Fortunately, last month (in September), taxpayers were able to breathe a sigh of hope with the judgment, by the Superior Court of Justice (STJ), on the disallowance of amortization of goodwill determined under Law No. 9,532/97. The issue was assessed by the judiciary with caution, resulting in a favorable decision for taxpayers, despite the largely unfavorable history at the administrative level.
The background briefly involves two themes regarding goodwill: transactions using a vehicle company and the possibility of using internal goodwill (operations carried out between companies in the same group/related parties). In general terms, the 1st Panel of the STJ stated that the internal goodwill resulting from corporate reorganization carried out before Law No. 12,973/2014 can be amortized on the IRPJ and CSLL calculation basis.

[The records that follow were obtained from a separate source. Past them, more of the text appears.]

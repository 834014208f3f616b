//! Identity provider implementation of the `Authorizer` port.
//!
//! Role metadata lives on the identity provider's user record; this adapter
//! fetches it on demand. The check fails closed: any transport or decode
//! problem denies the capability rather than surfacing an error to the
//! route layer.

use async_trait::async_trait;
use secrecy::{ExposeSecret, SecretString};
use serde::Deserialize;
use std::collections::HashMap;
use std::time::Duration;

use crate::domain::foundation::{DomainError, UserId};
use crate::ports::{Authorizer, Capability};

/// Role value granting the publish-courses capability.
const EDUCATOR_ROLE: &str = "educator";

/// Default bound on a role lookup.
const DEFAULT_LOOKUP_TIMEOUT_SECS: u64 = 5;

/// Identity provider API configuration.
#[derive(Clone)]
pub struct IdentityProviderConfig {
    api_url: String,
    api_key: SecretString,
    lookup_timeout: Duration,
}

impl IdentityProviderConfig {
    /// Creates a new configuration.
    pub fn new(api_url: impl Into<String>, api_key: SecretString) -> Self {
        Self {
            api_url: api_url.into(),
            api_key,
            lookup_timeout: Duration::from_secs(DEFAULT_LOOKUP_TIMEOUT_SECS),
        }
    }

    /// Overrides the lookup timeout.
    pub fn with_lookup_timeout(mut self, timeout: Duration) -> Self {
        self.lookup_timeout = timeout;
        self
    }
}

/// User record fields we read from the identity provider.
#[derive(Debug, Deserialize)]
struct ProviderUser {
    #[serde(default)]
    public_metadata: HashMap<String, serde_json::Value>,
}

impl ProviderUser {
    fn has_role(&self, role: &str) -> bool {
        self.public_metadata
            .get("role")
            .and_then(|v| v.as_str())
            .map(|r| r == role)
            .unwrap_or(false)
    }
}

/// `Authorizer` backed by the identity provider's user API.
pub struct IdentityProviderAuthorizer {
    config: IdentityProviderConfig,
    http_client: reqwest::Client,
}

impl IdentityProviderAuthorizer {
    /// Creates a new authorizer.
    pub fn new(config: IdentityProviderConfig) -> Self {
        let http_client = reqwest::Client::builder()
            .timeout(config.lookup_timeout)
            .build()
            .unwrap_or_default();
        Self {
            config,
            http_client,
        }
    }

    async fn fetch_user(&self, user_id: &UserId) -> Option<ProviderUser> {
        let url = format!(
            "{}/users/{}",
            self.config.api_url.trim_end_matches('/'),
            user_id
        );

        let response = match self
            .http_client
            .get(&url)
            .bearer_auth(self.config.api_key.expose_secret())
            .send()
            .await
        {
            Ok(r) => r,
            Err(e) => {
                tracing::warn!(user_id = %user_id, error = %e, "Role lookup failed, denying");
                return None;
            }
        };

        if !response.status().is_success() {
            tracing::warn!(
                user_id = %user_id,
                status = %response.status(),
                "Role lookup rejected, denying"
            );
            return None;
        }

        match response.json::<ProviderUser>().await {
            Ok(user) => Some(user),
            Err(e) => {
                tracing::warn!(user_id = %user_id, error = %e, "Role decode failed, denying");
                None
            }
        }
    }
}

#[async_trait]
impl Authorizer for IdentityProviderAuthorizer {
    async fn allows(&self, user_id: &UserId, capability: Capability) -> Result<bool, DomainError> {
        match capability {
            Capability::PublishCourses => {
                let allowed = self
                    .fetch_user(user_id)
                    .await
                    .map(|u| u.has_role(EDUCATOR_ROLE))
                    .unwrap_or(false);
                Ok(allowed)
            }
        }
    }
}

The Panel, unanimously, understood that Law No. 9,532/1997 did not expressly provide for the impossibility of using goodwill in transactions between related parties or via vehicle company. On the contrary, the prohibition on the use of internal goodwill was only included with Law No. 12,973/2014.
The ministers also stated that the Tax Authorities must demonstrate the existence of a simulation in the specific case to disregard the tax planning carried out. Using this basis of simulation without proof, as done by the Tax Authorities and validated by Carf to support decisions unfavorable to taxpayers, will be prohibited.
And now we ask: considering Law No. 14,689/23, sanctioned at the end of September, which determines that the casting vote of the Carf lies with the president of the Judging Panel – always representing the National Treasury – what will be the repercussions of this issue at the administrative level?
Will judgments that are unfavorable to taxpayers be resumed using the casting vote, leaving the litigation even more bloated?
We believe so. However, the new law brings a positive aspect: for all cases (referring to any discussions submitted to Carf) in which the taxpayer is defeated by the casting vote, there will be the possibility for such taxpayer to exclude the interest and pay only the principal amount with the use of credits resulting from IRPJ tax losses and negative CSLL basis (own or from a controlled or controlling company). But what about the consequences of this practice? Will it not lead to taxpayer distrust in the administrative sphere?
Will Carf, which is a body so respected for its technical quality, also be at the mercy of politics and the need to collect revenue? It is certainly not what we would like or believe. What remains is our vote of confidence so that decisions are truly technical and that we increasingly have uniformity in the judgments of higher courts, whether in the administrative or judicial sphere.